- _REQUIRED ACTION_
Each entry must be output exactly as it appears.

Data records
--*--

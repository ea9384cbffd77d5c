//! Line-per-node rendering of a tree, for corpus fixtures and debugging.
//!
//! Compiled for tests and behind the `tree-snapshot` feature. The format is
//! stable: two-space indentation, attributes nested under their owner, and
//! text escaped so a snapshot always stays one line per node.

use std::fmt::{self, Write};

use crate::tree::{Attribute, Document, NodeKind, ServerBlockKind};

pub struct TreeSnapshot {
    lines: Vec<String>,
}

impl TreeSnapshot {
    pub fn new(document: &Document) -> TreeSnapshot {
        let mut lines = Vec::new();
        let mut stack = vec![(document.root(), 0usize)];
        while let Some((id, depth)) = stack.pop() {
            let indent = "  ".repeat(depth);
            let node = document.node(id);
            match &node.kind {
                NodeKind::Document { .. } => lines.push(format!("{indent}document")),
                NodeKind::Element {
                    name,
                    attributes,
                    self_closing,
                    well_closed,
                    ..
                } => {
                    let mut line = format!("{indent}element {name}");
                    if *self_closing {
                        line.push_str(" self-closing");
                    }
                    if !*well_closed {
                        line.push_str(" unclosed");
                    }
                    lines.push(line);
                    for attr in attributes {
                        lines.push(attr_line(attr, depth + 1));
                    }
                }
                NodeKind::Text { text } => {
                    lines.push(format!("{indent}text \"{}\"", escape_text(text)));
                }
                NodeKind::Comment { text, server_side } => {
                    let label = if *server_side {
                        "server-comment"
                    } else {
                        "comment"
                    };
                    lines.push(format!("{indent}{label} \"{}\"", escape_text(text)));
                }
                NodeKind::Directive { name, attributes } => {
                    lines.push(format!("{indent}directive {name}"));
                    for attr in attributes {
                        lines.push(attr_line(attr, depth + 1));
                    }
                }
                NodeKind::ServerBlock { kind, body, .. } => {
                    let label = match kind {
                        ServerBlockKind::Code => "code",
                        ServerBlockKind::Expression => "expression",
                        ServerBlockKind::DataBinding => "data-binding",
                        ServerBlockKind::Resource => "resource",
                    };
                    lines.push(format!(
                        "{indent}server-block {label} \"{}\"",
                        escape_text(body)
                    ));
                }
                NodeKind::Doctype { text } => {
                    lines.push(format!("{indent}doctype \"{}\"", escape_text(text)));
                }
                NodeKind::Error { raw, .. } => {
                    lines.push(format!("{indent}error \"{}\"", escape_text(raw)));
                }
            }
            for &child in document.children(id).iter().rev() {
                stack.push((child, depth + 1));
            }
        }
        TreeSnapshot { lines }
    }

    pub fn as_lines(&self) -> &[String] {
        &self.lines
    }

    pub fn render(&self) -> String {
        self.lines.join("\n")
    }
}

impl fmt::Display for TreeSnapshot {
    fn fmt(&self, f: &mut fmt::Formatter<'_>) -> fmt::Result {
        for line in &self.lines {
            writeln!(f, "{line}")?;
        }
        Ok(())
    }
}

/// Render `document` in the form the corpus fixtures store.
pub fn render(document: &Document) -> String {
    TreeSnapshot::new(document).render()
}

fn attr_line(attr: &Attribute, depth: usize) -> String {
    let indent = "  ".repeat(depth);
    match &attr.value {
        Some(value) => format!("{indent}attr {}=\"{}\"", attr.name, escape_text(value)),
        None => format!("{indent}attr {}", attr.name),
    }
}

fn escape_text(text: &str) -> String {
    let mut escaped = String::with_capacity(text.len());
    for ch in text.chars() {
        match ch {
            '\\' => escaped.push_str("\\\\"),
            '"' => escaped.push_str("\\\""),
            '\n' => escaped.push_str("\\n"),
            '\r' => escaped.push_str("\\r"),
            '\t' => escaped.push_str("\\t"),
            ch if ch < ' ' => {
                let _ = write!(escaped, "\\u{{{:02X}}}", ch as u32);
            }
            ch => escaped.push(ch),
        }
    }
    escaped
}

#[cfg(test)]
mod tests {
    use super::*;
    use crate::diagnostics::Diagnostics;
    use crate::tree::TreeBuilder;

    fn parse(source: &str) -> Document {
        let mut diags = Diagnostics::new();
        let mut builder = TreeBuilder::new();
        crate::engine::run(source, &mut builder, &mut diags, None).unwrap();
        builder.finish(source.len())
    }

    #[test]
    fn nodes_render_in_document_order_with_indentation() {
        let doc = parse("<div id=\"x\">a<br></div>");
        let expected = [
            "document",
            "  element div",
            "    attr id=\"x\"",
            "    text \"a\"",
            "    element br",
        ]
        .join("\n");
        assert_eq!(render(&doc), expected);
    }

    #[test]
    fn flags_mark_self_closing_and_unclosed_elements() {
        let doc = parse("<a><b></a><c/>");
        let expected = [
            "document",
            "  element a",
            "    element b unclosed",
            "  element c self-closing",
        ]
        .join("\n");
        assert_eq!(render(&doc), expected);
    }

    #[test]
    fn server_constructs_have_their_own_labels() {
        let doc = parse("<%@ Page Language=\"C#\" %><%# Bind(\"Name\") %><%-- note --%>");
        let expected = [
            "document",
            "  directive Page",
            "    attr Language=\"C#\"",
            "  server-block data-binding \" Bind(\\\"Name\\\") \"",
            "  server-comment \" note \"",
        ]
        .join("\n");
        assert_eq!(render(&doc), expected);
    }

    #[test]
    fn text_is_escaped_onto_a_single_line() {
        let doc = parse("a\"b\nc");
        assert_eq!(
            render(&doc),
            ["document", "  text \"a\\\"b\\nc\""].join("\n")
        );
    }

    #[test]
    fn display_ends_every_line_with_a_newline() {
        let doc = parse("x");
        let snapshot = TreeSnapshot::new(&doc);
        assert_eq!(snapshot.to_string(), "document\n  text \"x\"\n");
        assert_eq!(snapshot.as_lines().len(), 2);
    }
}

--*--

- _ANSWER_
repository ea9384cbffd77d5c
//! Line-per-node rendering of a tree, for corpus fixtures and debugging.
//!
//! Compiled for tests and behind the `tree-snapshot` feature. The format is
//! stable: two-space indentation, attributes nested under their owner, and
//! text escaped so a snapshot always stays one line per node.

use std::fmt::{self, Write};

use crate::tree::{Attribute, Document, NodeKind, ServerBlockKind};

pub struct TreeSnapshot {
    lines: Vec<String>,
}

impl TreeSnapshot {
    pub fn new(document: &Document) -> TreeSnapshot {
        let mut lines = Vec::new();
        let mut stack = vec![(document.root(), 0usize)];
        while let Some((id, depth)) = stack.pop() {
            let indent = "  ".repeat(depth);
            let node = document.node(id);
            match &node.kind {
                NodeKind::Document { .. } => lines.push(format!("{indent}document")),
                NodeKind::Element {
                    name,
                    attributes,
                    self_closing,
                    well_closed,
                    ..
                } => {
                    let mut line = format!("{indent}element {name}");
                    if *self_closing {
                        line.push_str(" self-closing");
                    }
                    if !*well_closed {
                        line.push_str(" unclosed");
                    }
                    lines.push(line);
                    for attr in attributes {
                        lines.push(attr_line(attr, depth + 1));
                    }
                }
                NodeKind::Text { text } => {
                    lines.push(format!("{indent}text \"{}\"", escape_text(text)));
                }
                NodeKind::Comment { text, server_side } => {
                    let label = if *server_side {
                        "server-comment"
                    } else {
                        "comment"
                    };
                    lines.push(format!("{indent}{label} \"{}\"", escape_text(text)));
                }
                NodeKind::Directive { name, attributes } => {
                    lines.push(format!("{indent}directive {name}"));
                    for attr in attributes {
                        lines.push(attr_line(attr, depth + 1));
                    }
                }
                NodeKind::ServerBlock { kind, body, .. } => {
                    let label = match kind {
                        ServerBlockKind::Code => "code",
                        ServerBlockKind::Expression => "expression",
                        ServerBlockKind::DataBinding => "data-binding",
                        ServerBlockKind::Resource => "resource",
                    };
                    lines.push(format!(
                        "{indent}server-block {label} \"{}\"",
                        escape_text(body)
                    ));
                }
                NodeKind::Doctype { text } => {
                    lines.push(format!("{indent}doctype \"{}\"", escape_text(text)));
                }
                NodeKind::Error { raw, .. } => {
                    lines.push(format!("{indent}error \"{}\"", escape_text(raw)));
                }
            }
            for &child in document.children(id).iter().rev() {
                stack.push((child, depth + 1));
            }
        }
        TreeSnapshot { lines }
    }

    pub fn as_lines(&self) -> &[String] {
        &self.lines
    }

    pub fn render(&self) -> String {
        self.lines.join("\n")
    }
}

impl fmt::Display for TreeSnapshot {
    fn fmt(&self, f: &mut fmt::Formatter<'_>) -> fmt::Result {
        for line in &self.lines {
            writeln!(f, "{line}")?;
        }
        Ok(())
    }
}

/// Render `document` in the form the corpus fixtures store.
pub fn render(document: &Document) -> String {
    TreeSnapshot::new(document).render()
}

fn attr_line(attr: &Attribute, depth: usize) -> String {
    let indent = "  ".repeat(depth);
    match &attr.value {
        Some(value) => format!("{indent}attr {}=\"{}\"", attr.name, escape_text(value)),
        None => format!("{indent}attr {}", attr.name),
    }
}

fn escape_text(text: &str) -> String {
    let mut escaped = String::with_capacity(text.len());
    for ch in text.chars() {
        match ch {
            '\\' => escaped.push_str("\\\\"),
            '"' => escaped.push_str("\\\""),
            '\n' => escaped.push_str("\\n"),
            '\r' => escaped.push_str("\\r"),
            '\t' => escaped.push_str("\\t"),
            ch if ch < ' ' => {
                let _ = write!(escaped, "\\u{{{:02X}}}", ch as u32);
            }
            ch => escaped.push(ch),
        }
    }
    escaped
}

#[cfg(test)]
mod tests {
    use super::*;
    use crate::diagnostics::Diagnostics;
    use crate::tree::TreeBuilder;

    fn parse(source: &str) -> Document {
        let mut diags = Diagnostics::new();
        let mut builder = TreeBuilder::new();
        crate::engine::run(source, &mut builder, &mut diags, None).unwrap();
        builder.finish(source.len())
    }

    #[test]
    fn nodes_render_in_document_order_with_indentation() {
        let doc = parse("<div id=\"x\">a<br></div>");
        let expected = [
            "document",
            "  element div",
            "    attr id=\"x\"",
            "    text \"a\"",
            "    element br",
        ]
        .join("\n");
        assert_eq!(render(&doc), expected);
    }

    #[test]
    fn flags_mark_self_closing_and_unclosed_elements() {
        let doc = parse("<a><b></a><c/>");
        let expected = [
            "document",
            "  element a",
            "    element b unclosed",
            "  element c self-closing",
        ]
        .join("\n");
        assert_eq!(render(&doc), expected);
    }

    #[test]
    fn server_constructs_have_their_own_labels() {
        let doc = parse("<%@ Page Language=\"C#\" %><%# Bind(\"Name\") %><%-- note --%>");
        let expected = [
            "document",
            "  directive Page",
            "    attr Language=\"C#\"",
            "  server-block data-binding \" Bind(\\\"Name\\\") \"",
            "  server-comment \" note \"",
        ]
        .join("\n");
        assert_eq!(render(&doc), expected);
    }

    #[test]
    fn text_is_escaped_onto_a_single_line() {
        let doc = parse("a\"b\nc");
        assert_eq!(
            render(&doc),
            ["document", "  text \"a\\\"b\\nc\""].join("\n")
        );
    }

    #[test]
    fn display_ends_every_line_with_a_newline() {
        let doc = parse("x");
        let snapshot = TreeSnapshot::new(&doc);
        assert_eq!(snapshot.to_string(), "document\n  text \"x\"\n");
        assert_eq!(snapshot.as_lines().len(), 2);
    }
}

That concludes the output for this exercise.